Because for me, translation should be imaginative and always based on music. Otherwise it can prove a mere dogged copying from one language into another. Why do it?
Before I was asked to translate Y Creadur, I had never heard of Harri Gwynn. My attempt to make a ‘version’ of Y Creadur is described in an essay in Poetry Wales (49:2) issued October, 2013. As to that huge Bloodaxe volume , it is full of poems probably accurately translated into English. But mostly it fails to catch fire. The collection is dutiful but too many of the translators were intimidated by the idea that Welsh is ‘the senior language’ in Wales. Thus they avoided risk taking.

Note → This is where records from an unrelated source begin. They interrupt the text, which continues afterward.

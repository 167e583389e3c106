//! The caller-facing facade over the tenant registry.
//!
//! [`RagService`] is what a bot front-end or HTTP layer holds: every
//! operation is keyed by tenant id and resolves the tenant's pipeline
//! through the [`TenantManager`] before delegating. The service carries
//! no state of its own and is cheap to share behind an `Arc`.

use std::collections::HashMap;
use std::path::{Path, PathBuf};
use std::sync::Arc;

use tracing::info;

use crate::config::TenantConfig;
use crate::document::ChatMessage;
use crate::error::Result;
use crate::ingest::IngestReport;
use crate::pipeline::Answer;
use crate::tenant::{ProviderFactory, TenantManager};

/// Multi-tenant document question answering, one call per operation.
pub struct RagService {
    manager: TenantManager,
}

impl RagService {
    /// Create a service over a data directory and provider factory.
    pub fn new(data_dir: impl Into<PathBuf>, providers: Arc<dyn ProviderFactory>) -> Self {
        Self { manager: TenantManager::new(data_dir, providers) }
    }

    /// The underlying tenant registry.
    pub fn manager(&self) -> &TenantManager {
        &self.manager
    }

    /// Ingest raw text into a tenant's index.
    ///
    /// Returns the number of chunks added. The index is mutated in memory;
    /// call [`save`](RagService::save) to persist.
    pub async fn ingest_text(
        &self,
        tenant_id: &str,
        text: &str,
        metadata: HashMap<String, String>,
    ) -> Result<usize> {
        let tenant = self.manager.get_pipeline(tenant_id).await?;
        let count = tenant.ingest_text(text, metadata).await?;
        info!(tenant = tenant_id, chunk_count = count, "ingested text");
        Ok(count)
    }

    /// Ingest a single file into a tenant's index.
    pub async fn ingest_file(&self, tenant_id: &str, path: &Path) -> Result<usize> {
        let tenant = self.manager.get_pipeline(tenant_id).await?;
        let count = tenant.ingest_file(path).await?;
        info!(tenant = tenant_id, path = %path.display(), chunk_count = count, "ingested file");
        Ok(count)
    }

    /// Ingest a directory tree into a tenant's index, skipping files whose
    /// extension is not in `extensions` and collecting per-file failures
    /// instead of aborting.
    pub async fn ingest_directory(
        &self,
        tenant_id: &str,
        path: &Path,
        extensions: &[&str],
    ) -> Result<IngestReport> {
        let tenant = self.manager.get_pipeline(tenant_id).await?;
        tenant.ingest_directory(path, extensions).await
    }

    /// Answer a question against a tenant's documents.
    ///
    /// The returned [`Answer`] distinguishes a grounded answer
    /// (`used_context = true`, with sources) from a conversational
    /// fallback; a failed call is an error, never a silent empty answer.
    pub async fn ask(
        &self,
        tenant_id: &str,
        query: &str,
        history: &[ChatMessage],
    ) -> Result<Answer> {
        let tenant = self.manager.get_pipeline(tenant_id).await?;
        tenant.answer(query, history).await
    }

    /// Persist a tenant's index to disk.
    pub async fn save(&self, tenant_id: &str) -> Result<()> {
        let tenant = self.manager.get_pipeline(tenant_id).await?;
        tenant.save().await
    }

    /// Drop a tenant's cached pipeline and rebuild it from current on-disk
    /// config and index. Use after changing either out of band.
    pub async fn reload(&self, tenant_id: &str) -> Result<()> {
        self.manager.invalidate(tenant_id).await;
        self.manager.get_pipeline(tenant_id).await?;
        info!(tenant = tenant_id, "reloaded tenant");
        Ok(())
    }

    /// Drop a tenant's cached pipeline without rebuilding.
    pub async fn invalidate(&self, tenant_id: &str) -> bool {
        self.manager.invalidate(tenant_id).await
    }

    /// Tenant ids currently cached, sorted.
    pub async fn list_tenants(&self) -> Vec<String> {
        self.manager.list_tenants().await
    }

    /// Create a tenant's on-disk skeleton and config file.
    pub fn create_tenant(&self, tenant_id: &str, config: &TenantConfig) -> Result<()> {
        self.manager.create_tenant(tenant_id, config)
    }
}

When I look at my version of Y Creadur now, I hear music: erotic, disgusted. I think of The Velvet Underground’s ‘European Son’ or ‘The Black Angel’s Death Song’, with John Cale’s atonal viola to the fore. More complex and ambitious than those pieces, Y Creadur is one of the darkest and disturbing poems I have ever encountered.
On October 30, ‘13 in The Studio, Aberystwyth Arts Centre, there will be a public reading of ‘Y Creadur’ by Twm Morys, and I will premiere my version, ‘The Creature’. Twm will explain why Harri Gwynn is on his ‘hero list’. I might get the chance to talk about the idea of ‘translating’ as ‘music’.